Think about it. The more play-in and playoff teams you include, the more you water down the regular season. The more you water down the regular season, the more you risk selling the games that made SEC football great down the river.

Exhibit A: Alabama vs. Auburn.

Picture this scenario. The 16-team playoff with the 4-4-2-2-1-3 format is adopted. The SEC, in desperate search of more revenue streams tied to TV-friendly content, turns conference championship weekend into a triple-header. The teams that finish first and second in the regular season play in Atlanta to decide a conference champion and a more advantageous playoff position. Both teams are guaranteed playoff spots.

But wait. There’s more. The sixth-place team visits the third-place team and the fifth-place team travels to the fourth-place team. The winners earn the league’s third and fourth automatic playoff bids.

What happens the week before championship weekend? The Iron Bowl. Ain’t nothin’ like it nowhere, especially when they meet in Jordan-Hare Stadium and Auburn Jesus takes the wheel.

Even though Alabama has won five straight in the series, two of those five matchups were epic. Bryce Young cemented the 2021 Heisman by leading a full-field, last-minute touchdown drive to force overtime, and Alabama won in four extra periods. The 2023 meeting produced Gravedigger, the last-minute, game-winning touchdown pass from Jalen Milroe to Isaiah Bond, the latest play in the rivalry worthy of a painting.

Even under Bryan Harsin, even at the end of multiple regular seasons gone wrong, Auburn has found a way to push Alabama to the limit and give both sides a memory they’ll never forget, as much as the losing side might want to perish the painful thoughts.

Now imagine this set of circumstances, which is not far-fetched in the least.

It’s late November of 2027. Alabama has clinched first place in the SEC with a week to spare. Auburn is part of a logjam of teams still in contention for a play-in spot. In other words, the Tide travels to the Plains with nothing to play for but pride. The Tigers have everything on the line.

Would Alabama rest its starting quarterback, especially if he’s a little banged up, or risk his health before the postseason? What about the running back with a tight hamstring or the edge with a high-ankle sprain?

You think that can’t happen? You think DeBoer might not be faced with those kinds of decisions and almost forced to de-emphasize the Iron Bowl? It happens on a regular basis in the NFL. It happened at the end of the last NFL regular season when Kansas City had to take a hard look at the bigger picture beyond its final game at Denver.

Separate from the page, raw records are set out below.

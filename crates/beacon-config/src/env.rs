//! Environment variable overrides applied on top of the TOML file.

use tracing::debug;

use crate::schema::{BeaconConfig, LogLevel};

/// Backend origin override.
pub const API_URL_VAR: &str = "BEACON_API_URL";
/// Log level override (`trace`..`error`).
pub const LOG_LEVEL_VAR: &str = "BEACON_LOG_LEVEL";

/// Apply overrides from the process environment.
pub fn apply_env_overrides(config: &mut BeaconConfig) {
    apply_overrides_with(config, |name| std::env::var(name).ok());
}

/// Apply overrides using `lookup` to read variables.
pub fn apply_overrides_with<F>(config: &mut BeaconConfig, lookup: F)
where
    F: Fn(&str) -> Option<String>,
{
    if let Some(url) = lookup(API_URL_VAR).filter(|v| !v.trim().is_empty()) {
        debug!(var = API_URL_VAR, "overriding chat.base_url");
        config.chat.base_url = url.trim().to_string();
    }

    if let Some(raw) = lookup(LOG_LEVEL_VAR) {
        match parse_level(&raw) {
            Some(level) => config.logging.level = level,
            None => tracing::warn!(var = LOG_LEVEL_VAR, value = %raw, "ignoring unknown log level"),
        }
    }
}

fn parse_level(raw: &str) -> Option<LogLevel> {
    match raw.trim().to_ascii_lowercase().as_str() {
        "trace" => Some(LogLevel::Trace),
        "debug" => Some(LogLevel::Debug),
        "info" => Some(LogLevel::Info),
        "warn" | "warning" => Some(LogLevel::Warn),
        "error" => Some(LogLevel::Error),
        _ => None,
    }
}
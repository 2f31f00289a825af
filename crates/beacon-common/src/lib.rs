pub mod errors;

pub use errors::{BeaconError, ConfigError, StorageError};

pub type Result<T> = std::result::Result<T, BeaconError>;
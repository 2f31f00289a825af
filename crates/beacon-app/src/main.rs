mod cli;
mod repl;
mod setup;

use std::process::ExitCode;
use std::time::Duration;

use beacon_chat::ChatController;
use beacon_config::{BeaconConfig, LogLevel};
use tracing_subscriber::EnvFilter;

/// Logging goes to stderr so it never interleaves with the conversation.
/// Precedence: `--log-level`, then `RUST_LOG`, then the config file.
fn init_logging(flag: Option<&str>, level: LogLevel) {
    let filter = match flag {
        Some(directive) => EnvFilter::try_new(directive).unwrap_or_else(|e| {
            eprintln!("invalid --log-level {directive:?}: {e}");
            EnvFilter::new(level.directive())
        }),
        None => EnvFilter::try_from_default_env()
            .unwrap_or_else(|_| EnvFilter::new(level.directive())),
    };
    tracing_subscriber::fmt()
        .with_env_filter(filter)
        .with_writer(std::io::stderr)
        .init();
}

async fn run(config: BeaconConfig, args: &cli::Args) -> ExitCode {
    let store = match setup::history_store(args, &config) {
        Ok(store) => store,
        Err(e) => {
            tracing::error!("history storage unavailable: {e}");
            return ExitCode::FAILURE;
        }
    };

    let settings = setup::chat_settings(&config.chat);
    tracing::info!(base_url = %settings.base_url, "connecting to backend");
    let chat = match ChatController::with_http(&settings, store) {
        Ok(chat) => chat,
        Err(e) => {
            tracing::error!("could not build HTTP client: {e}");
            return ExitCode::FAILURE;
        }
    };

    let max_input_chars = config.chat.max_input_chars as usize;
    match repl::run(chat, max_input_chars).await {
        Ok(()) => ExitCode::SUCCESS,
        Err(e) => {
            tracing::error!("terminal i/o failed: {e}");
            ExitCode::FAILURE
        }
    }
}

fn main() -> ExitCode {
    let args = cli::parse();

    let config = setup::load_config(&args);
    let level = config
        .as_ref()
        .map(|c| c.logging.level)
        .unwrap_or_default();
    init_logging(args.log_level.as_deref(), level);

    tracing::info!("Beacon v{} starting...", env!("CARGO_PKG_VERSION"));

    let config = match config {
        Ok(config) => config,
        Err(e) => {
            tracing::error!("{e}");
            return ExitCode::from(2);
        }
    };

    let runtime = match tokio::runtime::Builder::new_multi_thread()
        .enable_all()
        .build()
    {
        Ok(runtime) => runtime,
        Err(e) => {
            tracing::error!("failed to start async runtime: {e}");
            return ExitCode::FAILURE;
        }
    };

    let code = runtime.block_on(run(config, &args));
    // The stdin reader thread may still be parked on a read.
    runtime.shutdown_timeout(Duration::from_millis(200));
    tracing::info!("Shutdown complete");
    code
}
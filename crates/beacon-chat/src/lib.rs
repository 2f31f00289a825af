//! Assistant chat session for the Beacon dashboard.
//!
//! Owns one conversation against the backend `ask` endpoint:
//! - Durable message history behind an injectable key-value slot
//! - Client-side cooldown between sends
//! - Single-flight requests with supersession, cancellation and timeout
//! - A session controller publishing snapshots for the presentation layer

pub mod controller;
pub mod cooldown;
pub mod request;
pub mod settings;
pub mod store;
pub mod transport;

#[cfg(test)]
mod testing;

use serde::{Deserialize, Serialize};

pub use controller::{ChatController, ChatSnapshot, SendOutcome};
pub use cooldown::{Acquire, CooldownGate};
pub use request::{RequestManager, RequestOutcome, RequestToken, Ticket};
pub use settings::ChatSettings;
pub use store::{FileStore, HistoryStore, KeyValueStore, MemoryStore, HISTORY_KEY};
pub use transport::{AskRequest, AskTransport, HttpTransport, TransportError};

#[derive(Debug, Clone, Copy, PartialEq, Eq, Serialize, Deserialize)]
#[serde(rename_all = "lowercase")]
pub enum Role {
    User,
    Assistant,
}

/// One turn of the conversation. Never mutated once appended.
#[derive(Debug, Clone, PartialEq, Eq, Serialize, Deserialize)]
pub struct Message {
    pub role: Role,
    pub content: String,
    /// Set when `content` describes a failed attempt rather than a reply.
    #[serde(
        rename = "isError",
        default,
        skip_serializing_if = "std::ops::Not::not"
    )]
    pub is_error: bool,
}

impl Message {
    pub fn user(content: impl Into<String>) -> Self {
        Self {
            role: Role::User,
            content: content.into(),
            is_error: false,
        }
    }

    pub fn assistant(content: impl Into<String>) -> Self {
        Self {
            role: Role::Assistant,
            content: content.into(),
            is_error: false,
        }
    }

    pub fn assistant_error(content: impl Into<String>) -> Self {
        Self {
            role: Role::Assistant,
            content: content.into(),
            is_error: true,
        }
    }
}

/// Context entry sent to the remote service (no error flag).
#[derive(Debug, Clone, PartialEq, Eq, Serialize, Deserialize)]
pub struct HistoryEntry {
    pub role: Role,
    pub content: String,
}

impl From<&Message> for HistoryEntry {
    fn from(message: &Message) -> Self {
        Self {
            role: message.role,
            content: message.content.clone(),
        }
    }
}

The Chiefs, with their top AFC playoff seed already secured, didn’t play some of their stars, including quarterback Patrick Mahomes. Bo Nix and the Broncos had to win to earn a playoff spot, and they did so with ease against Kansas City’s JV squad. Final score: Denver 38, Kansas City 0.

Hard to blame the Chiefs for not putting their best team on the field that day, and the decision worked. They went on to win the AFC Championship Game and return to the Super Bowl.

Nick Saban has made the point for years that, like the NFL postseason, a college football playoff was going to overshadow the regular season. His 2017 Alabama team proved the point when it lost the Iron Bowl in Auburn and still made the four-team playoff. The Tigers also took down Georgia that year, but without a healthy Kerryon Johnson – who got hurt pushing himself to the limit in the Iron Bowl – they lost a rematch to nemesis Kirby Smart and the Bulldogs in the SEC Championship Game.

Auburn swept its biggest rivals in the regular season and didn’t make the playoff. Alabama and Georgia did and went on to play for the national title, which the Tide secured on Second-and-26.

If the four-team playoff cost the Iron Bowl some of its luster, a 16-team postseason will tarnish it even more, especially if the SEC establishes play-in games before the playoff games.

Alabama vs. Auburn will become just another weigh station on the long road to a national championship. The Iron Bowl could become even less impactful than Alabama at Vanderbilt or Alabama at Oklahoma.

Is that what we want college football to be?